Even though we have a wonderful relationship, because we both work from home and co-parent 50/50, we spend an extraordinary amount of time together. And while a lot of our interests converge, we each also have activities we love that bore the other to tears. After the success of our first solo trips in that first year of our daughter's life—the perfect antidote to being so busy putting her needs first that we'd forgotten about our own—we decided together that we should make solo vacations an annual tradition.
In the years since, my husband has indulged his passion for ancient ruins in Athens, Rome, and Ephesus, Turkey and attended comic conventions in London, Washington, D.C., and San Diego. Meanwhile, indulging my love of royalty and spas, I've stepped aboard Queen Elizabeth's decommissioned royal yacht in Edinburgh, Scotland, marveled at the crown jewels at the Tower of London, and drooled my way through spa treatments in Zurich, Switzerland and Scottsdale, Arizona.
Inspired to set off on your own? Find out the 10 best places to travel to as a woman alone.

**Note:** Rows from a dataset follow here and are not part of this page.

/**
 * Socket Upgrade Handler
 *
 * `GET /socket?token=<jwt>` authenticates before upgrading. A rejected
 * credential answers with a 401 JSON body and no connection is registered,
 * joined or announced.
 */

use axum::{
    extract::{ws::WebSocketUpgrade, Query, State},
    response::Response,
};
use serde::Deserialize;

use crate::backend::error::BackendError;
use crate::backend::server::state::AppState;
use crate::backend::socket::session::run_session;

#[derive(Debug, Default, Deserialize)]
pub struct SocketParams {
    #[serde(default)]
    pub token: Option<String>,
}

pub async fn socket_handler(
    State(app_state): State<AppState>,
    Query(params): Query<SocketParams>,
    ws: WebSocketUpgrade,
) -> Result<Response, BackendError> {
    let identity = app_state
        .verifier
        .authenticate(params.token.as_deref())
        .await
        .map_err(|e| {
            tracing::info!("[Socket] Rejected handshake: {}", e);
            e
        })?;

    tracing::info!("[Socket] Upgrading connection for user {}", identity.user_id);
    Ok(ws.on_upgrade(move |socket| run_session(socket, identity, app_state)))
}
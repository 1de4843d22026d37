//! Shared Error Types
//!
//! Errors raised while decoding and validating socket payloads. They are
//! independent of the server runtime so the wire types in `shared` can use
//! them without pulling in axum or sqlx.
//!
//! # Error Categories
//!
//! - `SerializationError` - JSON serialization/deserialization failures
//! - `ValidationError` - A field failed validation
//! - `ProtocolError` - A frame was well-formed JSON but not a known event
//!
//! # Usage
//!
//! ```rust
//! use teamhub::shared::error::SharedError;
//!
//! let error = SharedError::validation("content", "Message content cannot be empty");
//! ```
use thiserror::Error;

/// Errors shared by the wire types and the server
#[derive(Debug, Error, Clone, PartialEq, Eq)]
pub enum SharedError {
    /// JSON serialization or deserialization error
    #[error("Serialization error: {message}")]
    SerializationError {
        /// Human-readable error message
        message: String,
    },

    /// Data validation error
    #[error("Validation error in field '{field}': {message}")]
    ValidationError {
        /// The field that failed validation
        field: String,
        /// Human-readable error message
        message: String,
    },

    /// Frame does not describe a supported event
    #[error("Protocol error: {message}")]
    ProtocolError {
        /// Human-readable error message
        message: String,
    },
}

impl SharedError {
    /// Create a new serialization error
    pub fn serialization(message: impl Into<String>) -> Self {
        Self::SerializationError {
            message: message.into(),
        }
    }

    /// Create a new validation error
    pub fn validation(field: impl Into<String>, message: impl Into<String>) -> Self {
        Self::ValidationError {
            field: field.into(),
            message: message.into(),
        }
    }

    /// Create a new protocol error
    pub fn protocol(message: impl Into<String>) -> Self {
        Self::ProtocolError {
            message: message.into(),
        }
    }
}

impl From<serde_json::Error> for SharedError {
    fn from(err: serde_json::Error) -> Self {
        Self::serialization(format!("JSON error: {}", err))
    }
}
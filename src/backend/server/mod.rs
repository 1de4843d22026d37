//! Server Module
//!
//! Configuration, application state and startup.
//!
//! # Module Structure
//!
//! ```text
//! server/
//! ├── mod.rs     - Module exports and documentation
//! ├── state.rs   - Application state and FromRef impls
//! ├── config.rs  - Environment configuration and database loading
//! └── init.rs    - Router creation and background tasks
//! ```

/// Application state management
pub mod state;

/// Server configuration loading
pub mod config;

/// Server initialization
pub mod init;

// Re-export commonly used types
pub use config::{ConfigError, ServerConfig};
pub use init::create_app;
pub use state::AppState;
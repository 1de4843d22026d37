//! Per-connection outbound handle.

use std::sync::atomic::{AtomicU64, Ordering};
use std::sync::Arc;

use tokio::sync::mpsc;
use uuid::Uuid;

use crate::shared::ServerEvent;

pub type ConnectionId = Uuid;

/// Sending half of one socket connection
///
/// Frames are serialized once per broadcast and shared as `Arc<String>`.
/// Sends never block: a full queue drops the frame and bumps the drop
/// counter.
#[derive(Debug)]
pub struct ConnectionHandle {
    pub id: ConnectionId,
    pub user_id: Uuid,
    tx: mpsc::Sender<Arc<String>>,
    dropped: AtomicU64,
}

impl ConnectionHandle {
    pub fn new(user_id: Uuid, tx: mpsc::Sender<Arc<String>>) -> Self {
        Self {
            id: Uuid::new_v4(),
            user_id,
            tx,
            dropped: AtomicU64::new(0),
        }
    }

    /// Queue a pre-serialized frame. Returns `false` if it was dropped.
    pub fn send(&self, frame: Arc<String>) -> bool {
        if self.tx.try_send(frame).is_ok() {
            true
        } else {
            let _ = self.dropped.fetch_add(1, Ordering::Relaxed);
            false
        }
    }

    pub fn send_event(&self, event: &ServerEvent) -> bool {
        match event.to_text() {
            Ok(text) => self.send(Arc::new(text)),
            Err(e) => {
                tracing::warn!("[Realtime] Failed to encode {}: {}", event.name(), e);
                false
            }
        }
    }

    pub fn drop_count(&self) -> u64 {
        self.dropped.load(Ordering::Relaxed)
    }

    pub fn is_closed(&self) -> bool {
        self.tx.is_closed()
    }
}
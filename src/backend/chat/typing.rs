/**
 * Typing Indicator Relay
 *
 * Typing signals are relayed without being persisted.
 *
 * # Routing
 *
 * The destination is the first present of `receiverId`, `projectId` and
 * `workspaceId`:
 * - Direct typing goes to the receiver's private room.
 * - Group typing goes to the group room, but only if the typing connection
 *   joined that room at connect time.
 *
 * The typing connection itself never receives its own indicator.
 */

use crate::backend::realtime::{ConnectionHandle, Room, RoomHub};
use crate::shared::event::{ServerEvent, TypingRequest};
use crate::shared::Destination;

/// Relay a typing indicator
///
/// # Returns
/// Number of connections the indicator was delivered to
pub async fn relay_typing(hub: &RoomHub, origin: &ConnectionHandle, request: &TypingRequest) -> usize {
    let Some(destination) = request.destination() else {
        tracing::debug!("[Typing] Dropping indicator from {} with no destination", origin.user_id);
        return 0;
    };

    let room = Room::from(destination);
    if !matches!(destination, Destination::Personal { .. }) && !hub.is_joined(origin.id, room).await {
        tracing::debug!(
            "[Typing] Dropping indicator from {}: connection is not in {}",
            origin.user_id,
            room
        );
        return 0;
    }

    let event = ServerEvent::UserTyping {
        user_id: origin.user_id,
        is_typing: request.is_typing,
    };
    hub.broadcast_except(room, &event, origin.id).await
}
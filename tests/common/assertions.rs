//! Custom assertion macros

/// Assert that a result is ok and return the value
#[macro_export]
macro_rules! assert_ok {
    ($result:expr) => {
        match $result {
            Ok(value) => value,
            Err(e) => panic!("Expected Ok, got Err: {:?}", e),
        }
    };
    ($result:expr, $message:expr) => {
        match $result {
            Ok(value) => value,
            Err(e) => panic!("{}: {:?}", $message, e),
        }
    };
}

/// Assert that a string contains a substring
#[macro_export]
macro_rules! assert_contains {
    ($haystack:expr, $needle:expr) => {{
        let haystack = $haystack;
        assert!(
            haystack.contains($needle),
            "Expected '{}' to contain '{}'",
            haystack,
            $needle
        );
    }};
}
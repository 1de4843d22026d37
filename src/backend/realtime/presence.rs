/**
 * Presence Registry
 *
 * Tracks which users have at least one live connection. A user may be
 * connected from several devices; they go online with their first
 * connection and offline when their last one closes, and each transition
 * is broadcast exactly once.
 *
 * # Locking
 *
 * Every check-and-mutate happens under one write lock, so concurrent
 * registrations and removals for the same user cannot lose entries. Status
 * broadcasts are queued before that lock is released, so peers see a
 * user's transitions in the order they happened. The hub never takes the
 * presence lock, and queuing a frame never blocks.
 */

use std::collections::{HashMap, HashSet};
use std::sync::Arc;

use tokio::sync::RwLock;
use uuid::Uuid;

use crate::backend::realtime::broadcast::RoomHub;
use crate::backend::realtime::connection::ConnectionId;
use crate::shared::error::SharedError;
use crate::shared::event::{ServerEvent, MAX_STATUS_LEN, STATUS_OFFLINE, STATUS_ONLINE};

#[derive(Debug)]
struct PresenceEntry {
    connections: HashSet<ConnectionId>,
    status: String,
}

pub struct PresenceRegistry {
    entries: RwLock<HashMap<Uuid, PresenceEntry>>,
    hub: Arc<RoomHub>,
}

impl PresenceRegistry {
    pub fn new(hub: Arc<RoomHub>) -> Self {
        Self {
            entries: RwLock::new(HashMap::new()),
            hub,
        }
    }

    /// Record a live connection
    ///
    /// # Returns
    /// `true` if this was the user's first connection
    pub async fn register(&self, user_id: Uuid, connection_id: ConnectionId) -> bool {
        let mut entries = self.entries.write().await;
        if let Some(entry) = entries.get_mut(&user_id) {
            entry.connections.insert(connection_id);
            tracing::debug!("[Presence] User {} opened another connection", user_id);
            return false;
        }

        entries.insert(
            user_id,
            PresenceEntry {
                connections: HashSet::from([connection_id]),
                status: STATUS_ONLINE.to_string(),
            },
        );
        tracing::info!("[Presence] User {} is online", user_id);
        // queued under the lock so transitions reach peers in order
        self.announce(user_id, STATUS_ONLINE, connection_id).await;
        true
    }

    /// Forget a connection
    ///
    /// # Returns
    /// `true` if this was the user's last connection
    pub async fn unregister(&self, user_id: Uuid, connection_id: ConnectionId) -> bool {
        let mut entries = self.entries.write().await;
        let went_offline = match entries.get_mut(&user_id) {
            Some(entry) => {
                entry.connections.remove(&connection_id) && entry.connections.is_empty()
            }
            None => false,
        };
        if !went_offline {
            return false;
        }

        entries.remove(&user_id);
        tracing::info!("[Presence] User {} is offline", user_id);
        self.announce(user_id, STATUS_OFFLINE, connection_id).await;
        true
    }

    /// Store a transient status and tell everyone but the origin connection
    ///
    /// A user with no live connection has nothing to announce.
    pub async fn set_status(
        &self,
        user_id: Uuid,
        status: &str,
        origin: ConnectionId,
    ) -> Result<(), SharedError> {
        let status = status.trim();
        if status.is_empty() {
            return Err(SharedError::validation("status", "Status cannot be empty"));
        }
        if status.chars().count() > MAX_STATUS_LEN {
            return Err(SharedError::validation(
                "status",
                format!("Status exceeds {} characters", MAX_STATUS_LEN),
            ));
        }

        let mut entries = self.entries.write().await;
        let Some(entry) = entries.get_mut(&user_id) else {
            tracing::debug!("[Presence] Ignoring status for offline user {}", user_id);
            return Ok(());
        };
        entry.status = status.to_string();
        self.announce(user_id, status, origin).await;
        Ok(())
    }

    /// Users with at least one live connection, sorted
    pub async fn online_users(&self) -> Vec<Uuid> {
        let entries = self.entries.read().await;
        let mut users: Vec<Uuid> = entries.keys().copied().collect();
        users.sort();
        users
    }

    pub async fn is_online(&self, user_id: Uuid) -> bool {
        self.entries.read().await.contains_key(&user_id)
    }

    pub async fn status_of(&self, user_id: Uuid) -> Option<String> {
        let entries = self.entries.read().await;
        entries.get(&user_id).map(|entry| entry.status.clone())
    }

    pub async fn connection_count(&self, user_id: Uuid) -> usize {
        let entries = self.entries.read().await;
        entries.get(&user_id).map_or(0, |entry| entry.connections.len())
    }

    async fn announce(&self, user_id: Uuid, status: &str, origin: ConnectionId) {
        let event = ServerEvent::UserStatusChanged {
            user_id,
            status: status.to_string(),
        };
        self.hub.broadcast_all_except(&event, origin).await;
    }
}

The one constant throughout our trips is the way we miss one another while we're way. We can't wait to FaceTime at the end of each day and catch each other up on everything we've experienced. And now that our daughter is a tad older, she eagerly participates in the FaceTime sessions, too. There's nothing like that moment when we pick the other up from the airport as a family, waiting at baggage claim with a little sign.
They say absence makes the heart grow fonder, and in our case, it's absolutely true: I love my solo trips (and the uninterrupted sleep I get!) but I'm always dying to get back at trip's end for kisses, cuddles, and together time with the two people I love best.